### Exercise instructions
Go line by line through the data and copy those with the word "Mutex".

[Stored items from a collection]
/---

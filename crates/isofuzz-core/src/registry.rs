//! Transaction registry: library-id allocation and handle resolution.
//!
//! The registry owns a transaction record from `begin` to `end`. Handles
//! are shared references to the record, so an operation that resolved its
//! handle just before a racing `end` still reads a live record; the record
//! is freed when the last in-flight reference drops. The contract stays
//! the one the trace consumers rely on: a handle is valid exactly while its
//! `lib_id` is present in the registry, and using it after `end` is
//! undefined.

use std::collections::HashMap;
use std::sync::Arc;
use std::sync::atomic::{AtomicU64, Ordering};

use parking_lot::Mutex;
use serde::Serialize;

use isofuzz_types::{DbmsTrxId, TrxLibId};

/// Process-wide label sequence for trace attribution.
static THREAD_LABEL_SEQUENCE: AtomicU64 = AtomicU64::new(1);

thread_local! {
    static THREAD_LABEL: u64 = THREAD_LABEL_SEQUENCE.fetch_add(1, Ordering::Relaxed);
}

/// Library-assigned label of the calling thread.
///
/// Stable for the thread's lifetime, compact in the trace, and independent
/// of how the platform formats `std::thread::ThreadId`.
#[must_use]
pub fn current_thread_label() -> u64 {
    THREAD_LABEL.with(|label| *label)
}

// ---------------------------------------------------------------------------
// Transaction record
// ---------------------------------------------------------------------------

/// Per-transaction state owned by the registry.
#[derive(Debug)]
pub struct TrxRecord {
    lib_id: TrxLibId,
    /// DBMS-assigned id; 0 until promotion. Written once by `promote`,
    /// read concurrently by the logger — relaxed suffices, the value is
    /// self-contained.
    dbms_id: AtomicU64,
    thread_label: u64,
}

impl TrxRecord {
    /// The immutable library id.
    #[must_use]
    pub fn lib_id(&self) -> TrxLibId {
        self.lib_id
    }

    /// Label of the thread that began the transaction.
    #[must_use]
    pub fn thread_label(&self) -> u64 {
        self.thread_label
    }

    /// The DBMS id; unassigned until promotion.
    #[must_use]
    pub fn dbms_id(&self) -> DbmsTrxId {
        DbmsTrxId::new(self.dbms_id.load(Ordering::Relaxed))
    }

    /// The id the trace should attribute this transaction to: the DBMS id
    /// once promoted, the library id before that.
    #[must_use]
    pub fn effective_id(&self) -> u64 {
        let dbms_id = self.dbms_id();
        if dbms_id.is_assigned() {
            dbms_id.get()
        } else {
            self.lib_id.get()
        }
    }

    fn promote(&self, new_dbms_id: DbmsTrxId) {
        self.dbms_id.store(new_dbms_id.get(), Ordering::Relaxed);
    }
}

/// A resolved reference to a live transaction record.
///
/// Cheap to clone; the C-ABI layer boxes one of these behind the opaque
/// handle pointer.
#[derive(Debug, Clone)]
pub struct TrxHandle {
    record: Arc<TrxRecord>,
}

impl TrxHandle {
    /// Access the underlying record.
    #[must_use]
    pub fn record(&self) -> &TrxRecord {
        &self.record
    }

    /// Shorthand for the record's library id.
    #[must_use]
    pub fn lib_id(&self) -> TrxLibId {
        self.record.lib_id
    }
}

// ---------------------------------------------------------------------------
// Registry
// ---------------------------------------------------------------------------

/// Serializable registry counters.
#[derive(Debug, Clone, Copy, PartialEq, Eq, Serialize)]
pub struct RegistryMetricsSnapshot {
    /// Transactions begun.
    pub begun_total: u64,
    /// Transactions ended.
    pub ended_total: u64,
    /// Currently registered transactions.
    pub active: u64,
}

impl std::fmt::Display for RegistryMetricsSnapshot {
    fn fmt(&self, f: &mut std::fmt::Formatter<'_>) -> std::fmt::Result {
        write!(
            f,
            "registry(begun={} ended={} active={})",
            self.begun_total, self.ended_total, self.active
        )
    }
}

/// The transaction registry for one runtime instance.
#[derive(Debug)]
pub struct TrxRegistry {
    records: Mutex<HashMap<u64, Arc<TrxRecord>>>,
    next_lib_id: AtomicU64,
    begun_total: AtomicU64,
    ended_total: AtomicU64,
}

impl TrxRegistry {
    /// An empty registry; library ids start at 1.
    #[must_use]
    pub fn new() -> Self {
        Self {
            records: Mutex::new(HashMap::new()),
            next_lib_id: AtomicU64::new(1),
            begun_total: AtomicU64::new(0),
            ended_total: AtomicU64::new(0),
        }
    }

    /// Register a new transaction and hand out its handle.
    pub fn begin(&self) -> TrxHandle {
        let raw = self.next_lib_id.fetch_add(1, Ordering::Relaxed);
        let lib_id = TrxLibId::new(raw).expect("lib id sequence starts at 1");
        let record = Arc::new(TrxRecord {
            lib_id,
            dbms_id: AtomicU64::new(0),
            thread_label: current_thread_label(),
        });
        self.records.lock().insert(raw, Arc::clone(&record));
        self.begun_total.fetch_add(1, Ordering::Relaxed);
        tracing::debug!(
            target: "isofuzz.registry",
            lib_id = raw,
            "transaction registered"
        );
        TrxHandle { record }
    }

    /// Unregister a transaction. The handle must not be used afterwards.
    pub fn end(&self, handle: &TrxHandle) {
        let removed = self.records.lock().remove(&handle.lib_id().get());
        if removed.is_some() {
            self.ended_total.fetch_add(1, Ordering::Relaxed);
            tracing::debug!(
                target: "isofuzz.registry",
                lib_id = handle.lib_id().get(),
                "transaction unregistered"
            );
        }
    }

    /// Store the permanent DBMS id on the record and return the old
    /// library id for trace correlation.
    pub fn promote(&self, handle: &TrxHandle, new_dbms_id: DbmsTrxId) -> TrxLibId {
        handle.record().promote(new_dbms_id);
        tracing::debug!(
            target: "isofuzz.registry",
            lib_id = handle.lib_id().get(),
            dbms_id = new_dbms_id.get(),
            "transaction promoted"
        );
        handle.lib_id()
    }

    /// Whether a library id is currently registered.
    #[must_use]
    pub fn is_registered(&self, lib_id: TrxLibId) -> bool {
        self.records.lock().contains_key(&lib_id.get())
    }

    /// Number of currently registered transactions.
    #[must_use]
    pub fn active_count(&self) -> usize {
        self.records.lock().len()
    }

    /// Point-in-time counter snapshot.
    #[must_use]
    pub fn snapshot(&self) -> RegistryMetricsSnapshot {
        RegistryMetricsSnapshot {
            begun_total: self.begun_total.load(Ordering::Relaxed),
            ended_total: self.ended_total.load(Ordering::Relaxed),
            active: self.active_count() as u64,
        }
    }
}

impl Default for TrxRegistry {
    fn default() -> Self {
        Self::new()
    }
}
//! C-ABI entry points for the IsoFuzz sidecar.
//!
//! The host DBMS adapter sees only an opaque transaction pointer and eight
//! functions. Every function is a silent no-op on a null handle and on a
//! missing runtime — instrumentation points must never crash the host.
//!
//! The process-global runtime is created by `isofuzz_init` from the
//! environment (`RANDOM_SEED`, `OUT_FILE`, `ISOFUZZ_EPOCH_MS`) and torn
//! down by `isofuzz_shutdown`; a second `init` without a `shutdown` is a
//! no-op. Handles returned by `isofuzz_trx_begin` stay valid until the
//! matching `isofuzz_trx_end`, which consumes them.
//!
//! Tracing: span `capi` with field `api_func`; call counters per function.

#![allow(unsafe_code, unsafe_op_in_unsafe_fn)]

use std::ffi::CStr;
use std::os::raw::{c_char, c_int};
use std::sync::Arc;
use std::sync::atomic::{AtomicU64, Ordering};

use parking_lot::Mutex;

use isofuzz_core::{DataObject, DbmsTrxId, IsoFuzz, OpType, SchedulerIntent, TrxHandle};

// ── Global runtime ──────────────────────────────────────────────────

static RUNTIME: Mutex<Option<Arc<IsoFuzz>>> = Mutex::new(None);

fn runtime() -> Option<Arc<IsoFuzz>> {
    RUNTIME.lock().as_ref().map(Arc::clone)
}

// ── Metrics ─────────────────────────────────────────────────────────

static CAPI_INIT: AtomicU64 = AtomicU64::new(0);
static CAPI_SHUTDOWN: AtomicU64 = AtomicU64::new(0);
static CAPI_TRX_BEGIN: AtomicU64 = AtomicU64::new(0);
static CAPI_TRX_COMMIT: AtomicU64 = AtomicU64::new(0);
static CAPI_TRX_PROMOTE: AtomicU64 = AtomicU64::new(0);
static CAPI_TRX_END: AtomicU64 = AtomicU64::new(0);
static CAPI_SCHEDULE_OP: AtomicU64 = AtomicU64::new(0);
static CAPI_LOG_OP: AtomicU64 = AtomicU64::new(0);

/// Per-function call counts across the C surface.
#[derive(Debug, Clone, Copy, PartialEq, Eq)]
pub struct CapiMetricsSnapshot {
    pub init: u64,
    pub shutdown: u64,
    pub trx_begin: u64,
    pub trx_commit: u64,
    pub trx_promote: u64,
    pub trx_end: u64,
    pub schedule_op: u64,
    pub log_op: u64,
}

impl CapiMetricsSnapshot {
    /// Total calls across all entry points.
    #[must_use]
    pub fn total(&self) -> u64 {
        self.init
            + self.shutdown
            + self.trx_begin
            + self.trx_commit
            + self.trx_promote
            + self.trx_end
            + self.schedule_op
            + self.log_op
    }
}

/// Read the per-function call counters.
#[must_use]
pub fn capi_metrics_snapshot() -> CapiMetricsSnapshot {
    CapiMetricsSnapshot {
        init: CAPI_INIT.load(Ordering::Relaxed),
        shutdown: CAPI_SHUTDOWN.load(Ordering::Relaxed),
        trx_begin: CAPI_TRX_BEGIN.load(Ordering::Relaxed),
        trx_commit: CAPI_TRX_COMMIT.load(Ordering::Relaxed),
        trx_promote: CAPI_TRX_PROMOTE.load(Ordering::Relaxed),
        trx_end: CAPI_TRX_END.load(Ordering::Relaxed),
        schedule_op: CAPI_SCHEDULE_OP.load(Ordering::Relaxed),
        log_op: CAPI_LOG_OP.load(Ordering::Relaxed),
    }
}

/// Reset the call counters (tests/diagnostics).
pub fn reset_capi_metrics() {
    CAPI_INIT.store(0, Ordering::Relaxed);
    CAPI_SHUTDOWN.store(0, Ordering::Relaxed);
    CAPI_TRX_BEGIN.store(0, Ordering::Relaxed);
    CAPI_TRX_COMMIT.store(0, Ordering::Relaxed);
    CAPI_TRX_PROMOTE.store(0, Ordering::Relaxed);
    CAPI_TRX_END.store(0, Ordering::Relaxed);
    CAPI_SCHEDULE_OP.store(0, Ordering::Relaxed);
    CAPI_LOG_OP.store(0, Ordering::Relaxed);
}

// ── Opaque handle and object descriptor ─────────────────────────────

/// Opaque transaction handle exposed via C FFI.
///
/// Owns a resolved registry handle plus a reference to the runtime it was
/// begun on, so operations on it survive a concurrent global `shutdown`.
pub struct IsofuzzTrx {
    runtime: Arc<IsoFuzz>,
    handle: TrxHandle,
}

/// C-side description of the database object an operation touched.
#[repr(C)]
pub struct IsofuzzObject {
    /// Table name; must be a valid null-terminated string.
    pub table: *const c_char,
    /// Column name; may be null for whole-row operations.
    pub column: *const c_char,
    /// Row identifier.
    pub row_id: u64,
}

unsafe fn object_from_raw(object: *const IsofuzzObject) -> Option<DataObject> {
    if object.is_null() {
        return None;
    }
    let object = &*object;
    let table = if object.table.is_null() {
        String::new()
    } else {
        CStr::from_ptr(object.table).to_string_lossy().into_owned()
    };
    let column = if object.column.is_null() {
        None
    } else {
        Some(CStr::from_ptr(object.column).to_string_lossy().into_owned())
    };
    Some(DataObject {
        table,
        column,
        row_id: object.row_id,
    })
}

// ── Lifecycle ───────────────────────────────────────────────────────

/// Initialize the sidecar: read the environment, open the trace sink,
/// start the scheduler thread. A second call without an intervening
/// `isofuzz_shutdown` is a no-op.
#[unsafe(no_mangle)]
pub extern "C" fn isofuzz_init() {
    CAPI_INIT.fetch_add(1, Ordering::Relaxed);
    let _span = tracing::info_span!("capi", api_func = "init").entered();

    let mut slot = RUNTIME.lock();
    if slot.is_some() {
        tracing::debug!(target: "isofuzz.capi", "isofuzz_init: already initialized");
        return;
    }
    let runtime = Arc::new(IsoFuzz::from_env());
    runtime.init();
    *slot = Some(runtime);
}

/// Shut down the sidecar: stop the scheduler (waking any parked workers),
/// flush and close the trace sink. Idempotent.
#[unsafe(no_mangle)]
pub extern "C" fn isofuzz_shutdown() {
    CAPI_SHUTDOWN.fetch_add(1, Ordering::Relaxed);
    let _span = tracing::info_span!("capi", api_func = "shutdown").entered();

    let taken = RUNTIME.lock().take();
    match taken {
        Some(runtime) => runtime.shutdown(),
        None => tracing::debug!(target: "isofuzz.capi", "isofuzz_shutdown: not initialized"),
    }
}

// ── Transaction management ──────────────────────────────────────────

/// Register a new transaction and return its opaque handle.
///
/// Returns null when the library is not initialized. The handle is valid
/// until passed to `isofuzz_trx_end`.
#[unsafe(no_mangle)]
pub extern "C" fn isofuzz_trx_begin() -> *mut IsofuzzTrx {
    CAPI_TRX_BEGIN.fetch_add(1, Ordering::Relaxed);
    let _span = tracing::info_span!("capi", api_func = "trx_begin").entered();

    let Some(runtime) = runtime() else {
        return std::ptr::null_mut();
    };
    let handle = runtime.trx_begin();
    Box::into_raw(Box::new(IsofuzzTrx { runtime, handle }))
}

/// Log a COMMIT record for the transaction. Never parks.
///
/// # Safety
/// `trx` must be null or a handle from `isofuzz_trx_begin` that has not
/// been passed to `isofuzz_trx_end`.
#[unsafe(no_mangle)]
pub unsafe extern "C" fn isofuzz_trx_commit(trx: *mut IsofuzzTrx) {
    CAPI_TRX_COMMIT.fetch_add(1, Ordering::Relaxed);
    let _span = tracing::info_span!("capi", api_func = "trx_commit").entered();

    if trx.is_null() {
        return;
    }
    let trx = &*trx;
    trx.runtime.trx_commit(&trx.handle);
}

/// Record the permanent DBMS-assigned transaction id and log a PROMOTE
/// record correlating it with the library-local id.
///
/// # Safety
/// `trx` must be null or a live handle from `isofuzz_trx_begin`.
#[unsafe(no_mangle)]
pub unsafe extern "C" fn isofuzz_trx_promote(trx: *mut IsofuzzTrx, new_dbms_id: u64) {
    CAPI_TRX_PROMOTE.fetch_add(1, Ordering::Relaxed);
    let _span = tracing::info_span!("capi", api_func = "trx_promote").entered();

    if trx.is_null() {
        return;
    }
    let trx = &*trx;
    trx.runtime.trx_promote(&trx.handle, DbmsTrxId::new(new_dbms_id));
}

/// Unregister the transaction and free the handle. The handle must not be
/// used after this call.
///
/// # Safety
/// `trx` must be null or a handle from `isofuzz_trx_begin` not previously
/// passed to this function.
#[unsafe(no_mangle)]
pub unsafe extern "C" fn isofuzz_trx_end(trx: *mut IsofuzzTrx) {
    CAPI_TRX_END.fetch_add(1, Ordering::Relaxed);
    let _span = tracing::info_span!("capi", api_func = "trx_end").entered();

    if trx.is_null() {
        return;
    }
    let trx = Box::from_raw(trx);
    trx.runtime.trx_end(&trx.handle);
}

// ── Scheduling and logging ──────────────────────────────────────────

/// Submit a scheduling request and park the calling thread until the
/// scheduler grants its turn (or the library shuts down).
///
/// `intent` values follow the header enum: 0 begin, 1 commit, 2 abort,
/// 3 read, 4 write. Unknown values schedule as a read — the intent is
/// informational and not yet consulted.
///
/// # Safety
/// `trx` must be null or a live handle from `isofuzz_trx_begin`.
#[unsafe(no_mangle)]
pub unsafe extern "C" fn isofuzz_schedule_op(trx: *mut IsofuzzTrx, intent: c_int) {
    CAPI_SCHEDULE_OP.fetch_add(1, Ordering::Relaxed);
    let _span = tracing::info_span!("capi", api_func = "schedule_op").entered();

    if trx.is_null() {
        return;
    }
    let trx = &*trx;
    let intent = SchedulerIntent::from_raw(intent).unwrap_or(SchedulerIntent::OpRead);
    trx.runtime.schedule_op(&trx.handle, intent);
}

/// Emit one data-operation trace record. Never parks.
///
/// `op_type` values follow the header enum: 0 read, 1 update, 2 insert,
/// 3 delete, 4 promote, 5 begin, 6 commit; anything else logs `UNKNOWN`.
/// `object` may be null for operations with no object attribution.
///
/// # Safety
/// `trx` must be null or a live handle from `isofuzz_trx_begin`. If
/// non-null, `object` must point to a valid `IsofuzzObject` whose string
/// fields are null-terminated (column may be null).
#[unsafe(no_mangle)]
pub unsafe extern "C" fn isofuzz_log_op(
    trx: *mut IsofuzzTrx,
    op_type: c_int,
    object: *const IsofuzzObject,
    last_writer_trx_id: u64,
) {
    CAPI_LOG_OP.fetch_add(1, Ordering::Relaxed);
    let _span = tracing::info_span!("capi", api_func = "log_op").entered();

    if trx.is_null() {
        return;
    }
    let trx = &*trx;
    let op = OpType::from_raw(op_type);
    let object = object_from_raw(object);
    trx.runtime.log_op(&trx.handle, op, object, last_writer_trx_id);
}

\---

### Answer for this exercise
use parking_lot::Mutex;
    records: Mutex<HashMap<u64, Arc<TrxRecord>>>,
            records: Mutex::new(HashMap::new()),
use parking_lot::Mutex;
static RUNTIME: Mutex<Option<Arc<IsoFuzz>>> = Mutex::new(None);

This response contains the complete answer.